Shesh was associated with theatre from 1956 and remained associated throughout his life. While being appointed as the Chief Hindi Officer of State Bank of India in Mumbai, he continued to do playwriting and other creative work. He was also fluent in Marathi Language and also translated some marathi plays in hindi.

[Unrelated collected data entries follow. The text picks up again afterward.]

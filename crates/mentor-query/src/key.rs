//! Query keys
//!
//! A [`QueryKey`] is an ordered sequence of primitive identifiers: the
//! resource name followed by optional parameters. Two keys are equal iff
//! their sequences are structurally equal.

use serde::{Deserialize, Serialize};
use std::fmt;

/// One primitive component of a query key
#[derive(Debug, Clone, PartialEq, Eq, Hash, PartialOrd, Ord, Serialize, Deserialize)]
#[serde(untagged)]
pub enum KeyPart {
    /// Boolean parameter
    Bool(bool),
    /// Integer parameter
    Int(i64),
    /// String identifier
    Str(String),
}

impl KeyPart {
    /// Borrow as string, if this is a string part
    #[inline]
    #[must_use]
    pub fn as_str(&self) -> Option<&str> {
        match self {
            Self::Str(s) => Some(s),
            _ => None,
        }
    }
}

impl fmt::Display for KeyPart {
    fn fmt(&self, f: &mut fmt::Formatter<'_>) -> fmt::Result {
        match self {
            Self::Bool(b) => write!(f, "{b}"),
            Self::Int(i) => write!(f, "{i}"),
            Self::Str(s) => f.write_str(s),
        }
    }
}

impl From<&str> for KeyPart {
    fn from(s: &str) -> Self {
        Self::Str(s.to_string())
    }
}

impl From<String> for KeyPart {
    fn from(s: String) -> Self {
        Self::Str(s)
    }
}

impl From<i64> for KeyPart {
    fn from(i: i64) -> Self {
        Self::Int(i)
    }
}

impl From<bool> for KeyPart {
    fn from(b: bool) -> Self {
        Self::Bool(b)
    }
}

/// Cache address of one fetched result
///
/// The first part is conventionally the resource name (`"tasks"`), further
/// parts parameterize it (`["thread", "thread-1"]`).
#[derive(Debug, Clone, PartialEq, Eq, Hash, PartialOrd, Ord, Serialize, Deserialize)]
#[serde(transparent)]
pub struct QueryKey(Vec<KeyPart>);

impl QueryKey {
    /// Create key for a resource with no parameters
    #[inline]
    #[must_use]
    pub fn new(resource: impl Into<String>) -> Self {
        Self(vec![KeyPart::Str(resource.into())])
    }

    /// Create key from raw parts
    #[inline]
    #[must_use]
    pub fn from_parts(parts: Vec<KeyPart>) -> Self {
        Self(parts)
    }

    /// Append a parameter
    #[inline]
    #[must_use]
    pub fn with(mut self, part: impl Into<KeyPart>) -> Self {
        self.0.push(part.into());
        self
    }

    /// Resource name (first string part), if any
    #[inline]
    #[must_use]
    pub fn resource(&self) -> Option<&str> {
        self.0.first().and_then(KeyPart::as_str)
    }

    /// Parameters after the resource name
    #[inline]
    #[must_use]
    pub fn params(&self) -> &[KeyPart] {
        self.0.get(1..).unwrap_or(&[])
    }

    /// All parts
    #[inline]
    #[must_use]
    pub fn parts(&self) -> &[KeyPart] {
        &self.0
    }

    /// Check whether `prefix` is a (non-strict) prefix of this key
    #[inline]
    #[must_use]
    pub fn starts_with(&self, prefix: &QueryKey) -> bool {
        self.0.starts_with(&prefix.0)
    }

    /// Number of parts
    #[inline]
    #[must_use]
    pub fn len(&self) -> usize {
        self.0.len()
    }

    /// Check if key has no parts
    #[inline]
    #[must_use]
    pub fn is_empty(&self) -> bool {
        self.0.is_empty()
    }
}

impl fmt::Display for QueryKey {
    fn fmt(&self, f: &mut fmt::Formatter<'_>) -> fmt::Result {
        for (i, part) in self.0.iter().enumerate() {
            if i > 0 {
                f.write_str(":")?;
            }
            write!(f, "{part}")?;
        }
        Ok(())
    }
}

impl From<&str> for QueryKey {
    fn from(resource: &str) -> Self {
        Self::new(resource)
    }
}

Shesh died on 28 October 1981 in Srinagar, Jammu & Kashmir.

==Work==
===Films===

| Year | Film | Notes | Ref(s) |
|---|---|---|---|
| 1977 | Gharonda | Nominated- Filmfare Award for Best Story |  |
| 1979 | Dooriyaan | Won- Filmfare Award for Best Story |  |
| 2020 | Sragaal |  |  |

===Plays===

| Play | Ref(s) |
|---|---|
| Dard Ka Ilaaj |  |
| Afsarnama |  |
| Pratiksha |  |
| Panchatantra |  |
| Puliya |  |
| Chal Mere Kaddu Dummak Dummak |  |
| Bin Baati Ke Deep |  |
| Fandhi |  |
| Rakhtbeej |  |
| Bandhan Apne Apne |  |
| Ek Aur Dronacharya |  |
| Are! Mayavi Sarovar |  |
| Komal Gandhar |  |
| Chehre |  |
| Poster |  |
| Kajhuraho Ka Shipli |  |
| Badh Ka Paani: Chandan Ke Dweep |  |
| Gharoanda |  |
| Ratangrabha |  |
| Raakshas |  |
| Nayi Sabhyata: Naye Namune |  |
| Aadhi Raat Ke Baad |  |
| Chetna |  |
| Dharam Kurukshetra |  |
| Ek Saath Ke Gaatha |  |
| Murthikaar |  |
| Til Ka Tadh |  |
| Kaaljayi |  |

==Awards and honors==

| Year | Award | Category | Work | Result | Ref(s) |
| 1978 | Filmfare Award | Best Story | Gharaonda | Nominated |  |
| 1980 | Dooriyaan | Won |  |

Shesh was honored with the Aashirwaad Award by the government of Madhya Pradesh for his plays Gharaonda and Dooriyaan.